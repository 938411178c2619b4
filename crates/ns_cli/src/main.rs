use clap::Parser;
use ns_core::Result;
use ns_inference::speech::ServiceAccount;
use ns_inference::{models::http_client, FailurePolicy, InferenceConfig, Models, RetryPolicy};
use ns_scrapers::{handle_command, init_logging, NewsArgs, NewsCommands, PipelineConfig, ReportManager};
use ns_scrapers::{EconomicTimesScraper, NewsSource};
use ns_web::{create_app, AppState};
use std::path::PathBuf;
use std::sync::Arc;
use std::time::Duration;
use tracing::{info, warn};

#[derive(Parser, Debug)]
#[command(author, version, about = "Company news sentiment reports", long_about = None)]
pub struct Cli {
    /// Text generator backend: groq, ollama or dummy
    #[arg(long, env = "NS_GENERATOR", default_value = "groq")]
    generator: String,
    /// Override the generator's model name
    #[arg(long, env = "NS_GENERATOR_MODEL")]
    generator_model: Option<String>,
    #[arg(long, env = "GROQ_API_KEY", hide_env_values = true)]
    groq_api_key: Option<String>,
    /// Ollama endpoint, e.g. http://localhost:11434/llama3.1:8b
    #[arg(long, env = "NS_MODEL_URL")]
    model_url: Option<String>,
    /// Classifier backend: huggingface or dummy
    #[arg(long, env = "NS_CLASSIFIER", default_value = "huggingface")]
    classifier: String,
    #[arg(long, env = "HF_API_TOKEN", hide_env_values = true)]
    hf_api_token: Option<String>,
    /// Service account key for speech synthesis; `\n` sequences are unescaped
    #[arg(long, env = "PRIVATE_KEY", hide_env_values = true)]
    private_key: Option<String>,
    #[arg(long, env = "CLIENT_EMAIL")]
    client_email: Option<String>,
    /// Where final_summary.json and hindi_summary.mp3 are written
    #[arg(long, env = "NS_OUTPUT_DIR", default_value = ".")]
    output_dir: PathBuf,
    #[arg(long, default_value = "file", help = "Report storage: file (default), memory")]
    storage: String,
    /// Maximum number of stories per report
    #[arg(long, default_value_t = 10)]
    articles: usize,
    /// Per-call timeout for remote models
    #[arg(long, default_value_t = 30)]
    timeout_secs: u64,
    /// Attempts per remote model call
    #[arg(long, default_value_t = 1)]
    retries: u32,
    /// abort the report, or tag the article as unknown
    #[arg(long, default_value = "abort")]
    on_classifier_error: FailurePolicy,
    #[command(subcommand)]
    command: Commands,
}

#[derive(clap::Subcommand, Debug)]
enum Commands {
    /// Serve the HTTP API
    Serve {
        #[arg(long, env = "NS_ADDR", default_value = "0.0.0.0:8000")]
        addr: String,
    },
    #[command(flatten)]
    News(NewsCommands),
}

impl Cli {
    fn inference_config(&self) -> InferenceConfig {
        InferenceConfig {
            generator: self.generator.clone(),
            generator_model: self.generator_model.clone(),
            groq_api_key: self.groq_api_key.clone(),
            model_url: self.model_url.clone(),
            classifier: self.classifier.clone(),
            hf_api_token: self.hf_api_token.clone(),
            service_account: ServiceAccount::from_parts(self.private_key.clone(), self.client_email.clone()),
            retry: RetryPolicy::new(self.retries.max(1), Duration::from_secs(self.timeout_secs)),
        }
    }
}

#[tokio::main]
async fn main() -> Result<()> {
    dotenvy::dotenv().ok();
    init_logging();
    let cli = Cli::parse();

    let config = cli.inference_config();
    let models = Models::from_config(&config)?;
    info!(
        "🧠 Models initialized (sentiment: {}, topics: {}, generator: {})",
        models.sentiment.name(),
        models.topics.name(),
        models.generator.name()
    );
    if models.synthesizer.is_none() {
        warn!("🔇 No speech credentials configured, reports will have no audio");
    }

    let storage = ns_storage::create_storage(&cli.storage, &cli.output_dir)?;
    info!("💾 Storage ready ({})", storage.audio_location());

    let scraper = EconomicTimesScraper::new(http_client(&config)?).with_retry(config.retry.clone());
    let source: Arc<dyn NewsSource> = Arc::new(scraper);
    info!("🦗 News source: {}", source.source());

    let pipeline = PipelineConfig {
        article_limit: cli.articles,
        on_classifier_error: cli.on_classifier_error,
    };
    let manager = ReportManager::new(source, &models, storage, pipeline);

    match cli.command {
        Commands::Serve { addr } => {
            let app = create_app(AppState::new(Arc::new(manager)));
            let listener = tokio::net::TcpListener::bind(&addr).await?;
            info!("🚀 Listening on http://{}", addr);
            axum::serve(listener, app).await?;
        }
        Commands::News(command) => {
            let mut stdout = std::io::stdout().lock();
            handle_command(NewsArgs { command }, &manager, &mut stdout).await?;
        }
    }

    Ok(())
}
***
WHAT TO DO
Take the line containing "let source: Arc<dyn" and each line after it up to the last line of the listing, and print them exactly.

SOLUTION FOR THIS TASK
    let source: Arc<dyn NewsSource> = Arc::new(scraper);
    info!("🦗 News source: {}", source.source());

    let pipeline = PipelineConfig {
        article_limit: cli.articles,
        on_classifier_error: cli.on_classifier_error,
    };
    let manager = ReportManager::new(source, &models, storage, pipeline);

    match cli.command {
        Commands::Serve { addr } => {
            let app = create_app(AppState::new(Arc::new(manager)));
            let listener = tokio::net::TcpListener::bind(&addr).await?;
            info!("🚀 Listening on http://{}", addr);
            axum::serve(listener, app).await?;
        }
        Commands::News(command) => {
            let mut stdout = std::io::stdout().lock();
            handle_command(NewsArgs { command }, &manager, &mut stdout).await?;
        }
    }

    Ok(())
}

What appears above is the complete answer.